Zhang et al. (32) investigated how topically applied EVs (i.e., exosomes) alleviate psoriasis-associated inflammation. MSC-derived EVs were administered intraperitoneally or topically applied in a mouse model of imiquimod-induced psoriasis. Reduced levels of IL-17 and C5b-9 were demonstrated in psoriatic skin treated with exosomes. Most likely, MSC-derived exosomes act through CD59 to inhibit the formation of the terminal-activated C5b-9 complement complex, which subsequently inhibits NETosis (neutrophil extracellular trap formation) and the secretion of IL-17 by neutrophils. In conclusion, this type of treatment may lead to the mitigation of the spread and amplification of inflammatory signals within psoriatic skin lesions (32) (Table 2).
2.1.2 Contact dermatitis
Guo et al. (33) presented the potential therapeutic role of human umbilical cord mesenchymal stem cell-derived extracellular vesicles (hUC-MSC-derived EVs) in preventing contact hypersensitivity (CHS). hUC-MSC-derived EVs inhibited the proliferation of cytotoxic T cells (Tc1) and type 1 helper T cells (Th1), both of which play crucial roles in inflammation. Additionally, hUC-MSC-derived EVs promoted the generation of regulatory T cells (Tregs), which have immunosuppressive properties. hUC-MSC-derived EVs reduced TNF-α and IFN-γ, two key pro-inflammatory cytokines, and increased the production of IL-10, an anti-inflammatory cytokine (33). Collectively, these changes downregulate inflammatory responses such as macrophage activation and recruitment of additional immune cells to the site of inflammation and thereby ameliorate contact dermatitis (Table 1).
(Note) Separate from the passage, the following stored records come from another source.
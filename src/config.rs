//! Player configuration.

use std::time::Duration;

use serde::{Deserialize, Serialize};

/// Configuration for one player session.
#[derive(Debug, Clone, PartialEq, Serialize, Deserialize)]
#[serde(rename_all = "camelCase")]
pub struct PlayerConfig {
  /// Custom MPV executable path (None = auto-detect).
  #[serde(default)]
  pub binary: Option<String>,

  /// IPC socket/pipe path (None = unique path per client).
  #[serde(default)]
  pub socket_path: Option<String>,

  /// Additional MPV command-line arguments.
  #[serde(default)]
  pub extra_args: Vec<String>,

  /// Disable video output.
  #[serde(default)]
  pub audio_only: bool,

  /// Create a window even when nothing is playing.
  #[serde(default)]
  pub force_window: bool,

  /// Restart the player after a crash.
  #[serde(default = "default_auto_restart")]
  pub auto_restart: bool,

  /// Position reporting interval in seconds.
  #[serde(default = "default_time_update")]
  pub time_update: u64,

  /// Attempts made to reach the IPC endpoint after spawning.
  #[serde(default = "default_connect_retries")]
  pub connect_retries: u32,

  /// Base delay between connection attempts; grows linearly per attempt.
  #[serde(default = "default_connect_retry_delay_ms")]
  pub connect_retry_delay_ms: u64,

  /// Reply timeout for commands (None = wait for reply or disconnect).
  #[serde(default = "default_command_timeout_ms")]
  pub command_timeout_ms: Option<u64>,

  /// How long `quit()` waits for the process before killing it.
  #[serde(default = "default_quit_timeout_ms")]
  pub quit_timeout_ms: u64,

  /// Messages inspected on the seek observation connection before giving up.
  #[serde(default = "default_seek_poll_limit")]
  pub seek_poll_limit: u32,
}

fn default_auto_restart() -> bool {
  true
}

fn default_time_update() -> u64 {
  1
}

fn default_connect_retries() -> u32 {
  10
}

fn default_connect_retry_delay_ms() -> u64 {
  100
}

fn default_command_timeout_ms() -> Option<u64> {
  Some(5000)
}

fn default_quit_timeout_ms() -> u64 {
  3000
}

fn default_seek_poll_limit() -> u32 {
  crate::mpv::DEFAULT_SEEK_POLL_LIMIT
}

impl Default for PlayerConfig {
  fn default() -> Self {
    Self {
      binary: None,
      socket_path: None,
      extra_args: Vec::new(),
      audio_only: false,
      force_window: false,
      auto_restart: default_auto_restart(),
      time_update: default_time_update(),
      connect_retries: default_connect_retries(),
      connect_retry_delay_ms: default_connect_retry_delay_ms(),
      command_timeout_ms: default_command_timeout_ms(),
      quit_timeout_ms: default_quit_timeout_ms(),
      seek_poll_limit: default_seek_poll_limit(),
    }
  }
}

impl PlayerConfig {
  /// Parse a JSON document; missing fields take their defaults.
  pub fn from_json(json: &str) -> Result<Self, serde_json::Error> {
    serde_json::from_str(json)
  }

  /// Validate configuration values.
  pub fn validate(&self) -> Result<(), String> {
    if self.time_update < 1 || self.time_update > 3600 {
      return Err("Time update interval must be between 1 and 3600 seconds".to_string());
    }
    if self.connect_retries == 0 {
      return Err("At least one connection attempt is required".to_string());
    }
    if self.seek_poll_limit == 0 {
      return Err("Seek poll limit must be positive".to_string());
    }
    if self.command_timeout_ms == Some(0) {
      return Err("Command timeout must be positive".to_string());
    }
    if let Some(path) = &self.socket_path {
      if path.trim().is_empty() {
        return Err("Socket path cannot be empty".to_string());
      }
    }
    Ok(())
  }

  pub fn time_update_interval(&self) -> Duration {
    Duration::from_secs(self.time_update)
  }

  pub fn connect_retry_delay(&self) -> Duration {
    Duration::from_millis(self.connect_retry_delay_ms)
  }

  pub fn command_timeout(&self) -> Option<Duration> {
    self.command_timeout_ms.map(Duration::from_millis)
  }

  pub fn quit_timeout(&self) -> Duration {
    Duration::from_millis(self.quit_timeout_ms)
  }
}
UC-MSC-EVs are often observed to outperform BM-MSC-EVs in contact dermatitis due to their enriched anti-inflammatory cargo (miRNAs, proteins, and lipids), stronger suppression of Th1/Th17 responses, enhanced skin repair capabilities, and biological advantages (younger cell source and easier to obtain and culture, leading to a higher yield of EVs and lower immunogenicity). These factors caused UC-MSC-EVs to be more effective at decreasing inflammation, restoring the skin barrier, and promoting resolution in CD models. Although UC-MSC-EVs appear to be more effective in treating contact dermatitis than BM-MSC-EVs, they are not effective in treating psoriasis, likely due to differences in the inflammatory environment and the specific mechanisms involved in each disease. In psoriasis, while MSC-EVs also play a role in immunomodulation, the disease’s complex pathogenesis and the involvement of specific pathways like the NF-κB signaling pathway, which can be targeted by engineered MSC-EVs, might explain why certain engineered EVs show better results.
2.1.3 Systemic sclerosis
Jin et al. (34) demonstrated the potential of BM-MSC-EVs as a therapeutic approach for skin dysfunction in scleroderma (SSc). BM-MSC-EVs showed a similar efficacy to cell-based therapy in treating SSc but with fewer regulatory requirements, making them a more suitable therapeutic option. The therapeutic effects of BM-MSC-EVs were primarily attributed to the microRNAs (miRNAs) they carried, including miR-21a, miR-143, miR-27b, miR-29a, and let-7. These miRNAs are known to have immunomodulatory and anti-fibrotic effects—for instance, the let-7 family of microRNAs plays a role in regulating immune responses by modulating the production of pro-inflammatory cytokines and receptors. Specifically, let-7 inhibits the production of cytokines like IL-8 and receptors like IL1r1 and IL23r, which are involved in Th17 cell differentiation and regulate NKT cell function. Additionally, the miRNAs in BM-MSC-EVs were involved in regulating the proliferation and differentiation of multiple cell types and various EV-related biological processes. Precisely, BM-MSC-EV treatment led to a significant reduction in TGF-β1-positive cells, α-SMA-positive myofibroblasts, mast cells, infiltrating macrophages, and lymphocytes in the skin of SSc mice. Immunohistochemical analysis showed that BM-MSC-EV treatment significantly reduced the infiltration of inflammatory cells, such as F4/80+ macrophages and CD4+/CD8+ lymphocytes, in a mouse model of SSc. Moreover, BM-MSC-EVs decreased the mRNA levels of inflammatory cytokines: IL6 and TNF-α in SSc mice. To sum up, the fact that BM-MSC-derived EVs can achieve similar therapeutic outcomes to the cells themselves, while offering a more manageable, safe, and regulatory profile, strongly enhances their development as a potential next-generation therapy for the debilitating skin manifestations of SSc (34) (Table 1).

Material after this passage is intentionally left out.